The language there is just too vile to continue, but you get the idea. We are at work on an entry on lynching in Virginia and this Dispatch article will be included an example of one way in which white Virginians justified events such as what happened just a few weeks later to Thomas Smith, an African American man in Roanoke. From the current draft of our entry:
After Smith was arrested and charged with beating and robbing a white woman, Mayor Henry S. Trout ordered the entire police force and members of the local militia to protect the jail. A mob formed and was initially rebuffed. During a second attack on the jail, however, the authorities opened fire, killing seven and injuring a few dozen others, including the mayor, who was shot in the foot. The mob, which numbered between 1,500 and 4,000, still managed to capture its man, lynching Smith and affixing to him a sign that read, “Mayor Trout’s Friend.” The mob later burned his body. According to a newspaper report, “Smith’s sister, a girl of 15 years of age, stood by and witnessed the terrible fate of her brother’s remains.”

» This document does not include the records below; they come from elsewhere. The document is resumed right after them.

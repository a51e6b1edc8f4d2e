use tokio::time::Instant;

use super::{
    interval_set::IntervalSet,
    overrides::OverrideRegistry,
    seek_intent::SeekIntentTracker,
    state::{ControllerState, Decision, SkipAction},
};
use crate::models::SkipInterval;

/// Per-tick skip decision.
///
/// Holds no intervals itself; the owning session passes its components in so
/// that each tick is a pure function of current position and session state.
#[derive(Debug, Default)]
pub struct SkipController {
    state: ControllerState,
    last_applied_skip: Option<SkipInterval>,
    skips_applied: u64,
}

impl SkipController {
    pub fn new() -> Self {
        Self::default()
    }

    pub fn state(&self) -> ControllerState {
        self.state
    }

    pub fn is_armed(&self) -> bool {
        self.state == ControllerState::Armed
    }

    pub fn last_applied_skip(&self) -> Option<SkipInterval> {
        self.last_applied_skip
    }

    pub fn skips_applied(&self) -> u64 {
        self.skips_applied
    }

    /// `Disabled -> Armed`. Refuses an empty interval set.
    pub fn arm(&mut self, intervals: &IntervalSet) -> bool {
        if intervals.is_empty() {
            return false;
        }
        self.state = ControllerState::Armed;
        true
    }

    pub fn disarm(&mut self) {
        self.state = ControllerState::Disabled;
    }

    pub fn evaluate(
        &self,
        position: f64,
        now: Instant,
        intervals: &IntervalSet,
        seek: &SeekIntentTracker,
        overrides: &OverrideRegistry,
    ) -> Decision {
        if self.state == ControllerState::Disabled {
            return Decision::Disabled;
        }
        if seek.is_manual_seek_in_progress() {
            return Decision::ManualSeekInProgress;
        }
        let Some(interval) = intervals.containing(position) else {
            return Decision::NoInterval;
        };
        let key = interval.key();
        if overrides.is_overridden(key) {
            return Decision::Overridden(key);
        }
        if seek.is_within_grace_period(now) {
            return Decision::GracePeriod(key);
        }
        Decision::Skip(*interval)
    }

    /// Evaluate a tick and, when it calls for a skip, record the jump.
    ///
    /// The returned action always moves forward: `to` is the end of an interval
    /// that contains `position`.
    pub fn on_tick(
        &mut self,
        position: f64,
        now: Instant,
        intervals: &IntervalSet,
        seek: &mut SeekIntentTracker,
        overrides: &OverrideRegistry,
    ) -> Option<SkipAction> {
        let Decision::Skip(interval) = self.evaluate(position, now, intervals, seek, overrides) else {
            return None;
        };

        self.state = ControllerState::Skipping;
        self.last_applied_skip = Some(interval);
        self.skips_applied += 1;
        seek.record_programmatic_seek(interval.end, now);
        self.state = ControllerState::Armed;

        Some(SkipAction {
            interval,
            from: position,
            to: interval.end,
        })
    }
}

#[cfg(test)]
mod tests {
    use std::time::Duration;

    use super::*;
    use crate::{
        config::SkipperConfig,
        models::IntervalKey,
        session::SessionId,
        skip::{overrides::OverrideReason, timers::TimerQueue},
    };

    struct Rig {
        controller: SkipController,
        intervals: IntervalSet,
        seek: SeekIntentTracker,
        overrides: OverrideRegistry,
        timers: TimerQueue,
        session: SessionId,
    }

    impl Rig {
        fn new(pairs: &[(f64, f64)]) -> Self {
            let config = SkipperConfig::default();
            let intervals =
                IntervalSet::from_intervals(pairs.iter().map(|&(s, e)| SkipInterval::new(s, e)));
            let mut controller = SkipController::new();
            assert!(controller.arm(&intervals));
            Self {
                controller,
                intervals,
                seek: SeekIntentTracker::new(&config),
                overrides: OverrideRegistry::new(config.override_extension),
                timers: TimerQueue::new(),
                session: SessionId::new(),
            }
        }

        fn tick(&mut self, position: f64, now: Instant) -> Option<SkipAction> {
            self.controller
                .on_tick(position, now, &self.intervals, &mut self.seek, &self.overrides)
        }
    }

    #[test]
    fn never_skips_outside_intervals() {
        let mut rig = Rig::new(&[(10.0, 20.0), (30.0, 40.0)]);
        let now = Instant::now();
        for t in [0.0, 5.0, 9.99, 20.0, 25.0, 40.0, 100.0] {
            assert!(rig.tick(t, now).is_none(), "skipped at {t}");
        }
        assert!(rig.controller.last_applied_skip().is_none());
    }

    #[test]
    fn skips_to_exact_end_from_anywhere_inside() {
        let now = Instant::now();
        for t in [10.0, 12.5, 19.999] {
            let mut rig = Rig::new(&[(10.0, 20.0)]);
            let action = rig.tick(t, now).expect("expected a skip");
            assert_eq!(action.to, 20.0);
            assert!(action.to >= action.from);
            assert_eq!(
                rig.controller.last_applied_skip(),
                Some(SkipInterval::new(10.0, 20.0))
            );
            assert_eq!(rig.controller.state(), ControllerState::Armed);
        }
    }

    #[test]
    fn disabled_controller_never_skips() {
        let mut rig = Rig::new(&[(10.0, 20.0)]);
        rig.controller.disarm();
        assert!(rig.tick(15.0, Instant::now()).is_none());
    }

    #[test]
    fn empty_set_cannot_arm() {
        let mut controller = SkipController::new();
        assert!(!controller.arm(&IntervalSet::default()));
        assert_eq!(controller.state(), ControllerState::Disabled);
    }

    #[test]
    fn no_repeat_skip_once_past_the_end() {
        let mut rig = Rig::new(&[(10.0, 20.0)]);
        let now = Instant::now();
        assert!(rig.tick(12.0, now).is_some());
        for t in [20.0, 20.5, 21.0] {
            assert!(rig.tick(t, now).is_none());
        }
        assert_eq!(rig.controller.skips_applied(), 1);
    }

    #[test]
    fn manual_seek_in_progress_blocks_skip() {
        let mut rig = Rig::new(&[(10.0, 20.0)]);
        let now = Instant::now();
        rig.seek.on_seek_start(15.0, now, &mut rig.timers.scope(rig.session));

        let decision = rig
            .controller
            .evaluate(15.0, now, &rig.intervals, &rig.seek, &rig.overrides);
        assert_eq!(decision, Decision::ManualSeekInProgress);
    }

    #[test]
    fn grace_period_after_manual_seek_into_interval() {
        let mut rig = Rig::new(&[(10.0, 20.0)]);
        let t0 = Instant::now();
        let mut timers = rig.timers.scope(rig.session);
        rig.seek.on_seek_start(12.0, t0, &mut timers);
        rig.seek.on_seek_end(12.0, t0, &mut timers);
        let debounce = rig.timers.take_due(t0 + Duration::from_millis(500)).remove(0);
        rig.seek.on_debounce_elapsed(debounce.id);

        for millis in [500, 1000, 2000, 2999] {
            let now = t0 + Duration::from_millis(millis);
            assert!(rig.tick(12.0 + millis as f64 / 1000.0, now).is_none());
        }
        assert!(rig.tick(15.0, t0 + Duration::from_secs(3)).is_some());
    }

    #[test]
    fn override_blocks_skip_without_clearing() {
        let mut rig = Rig::new(&[(10.0, 20.0)]);
        let now = Instant::now();
        let key = IntervalKey::new(10.0, 20.0);
        rig.overrides.mark_overridden(
            key,
            Duration::from_secs(10),
            OverrideReason::MarkerClick,
            now,
            &mut rig.timers.scope(rig.session),
        );

        assert!(rig.tick(11.0, now).is_none());
        assert!(rig.tick(12.0, now).is_none());
        assert!(rig.overrides.is_overridden(key));
    }

    #[test]
    fn back_to_back_intervals_chain_across_ticks() {
        let mut rig = Rig::new(&[(0.0, 5.0), (5.0, 12.0), (20.0, 25.0)]);
        let now = Instant::now();
        let mut position = 0.0;
        let mut observed = Vec::new();

        for scripted in [0.0, 4.0, 5.0, 6.0, 12.0, 20.0, 24.0] {
            // The clock never runs backwards: a jump carries it past scripted ticks.
            position = f64::max(position, scripted);
            if let Some(action) = rig.tick(position, now) {
                assert!(action.to > position);
                position = action.to;
                observed.push(position);
            }
        }

        assert_eq!(observed, vec![5.0, 12.0, 25.0]);
    }

    #[test]
    fn scripted_ticks_each_jump_to_their_interval_end() {
        let mut rig = Rig::new(&[(0.0, 5.0), (5.0, 12.0), (20.0, 25.0)]);
        let now = Instant::now();
        let targets: Vec<Option<f64>> = [0.0, 4.0, 5.0, 6.0, 12.0, 20.0, 24.0]
            .into_iter()
            .map(|t| rig.tick(t, now).map(|action| action.to))
            .collect();

        assert_eq!(
            targets,
            vec![
                Some(5.0),
                Some(5.0),
                Some(12.0),
                Some(12.0),
                None,
                Some(25.0),
                Some(25.0)
            ]
        );
    }
}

It’s not easy to reconcile a press that as often as not cheered on such acts of horrific violence with the image—given to us by that same press—of a sister watching the immolation of her brother. And it’s no less difficult to think in these kinds of animalized terms—beasts, extirpating—while in the presence of an innocent fifteen-year-old girl. But such terms are crucial in understanding lynching and before it, slavery.
I’ve been reading The Problem of Slavery in the Age of Emancipation by David Brion Davis. It’s the third book of his trilogy, which he’s been working on since the 1960s, and one of Davis’s contributions has been an emphasis on how slavery depended on the animalizing of people. Enslaved African Americans were treated as livestock in the eyes of the law but also in the eyes of their masters. That they were supposedly less than human justified slavery while also raising concerns, even among those who were antislavery, about the consequences of emancipation.
After Nat Turner’s Rebellion in 1831, Virginians debated the possibility of emancipation, and even those who supported such a radical move hoped that it would be followed by the removal of all African Americans from the state. Regardless of whether you believed African Americans were degraded by nature or by the experience of slavery, they were (in white eyes, and even in some black) degraded. And they needed to go.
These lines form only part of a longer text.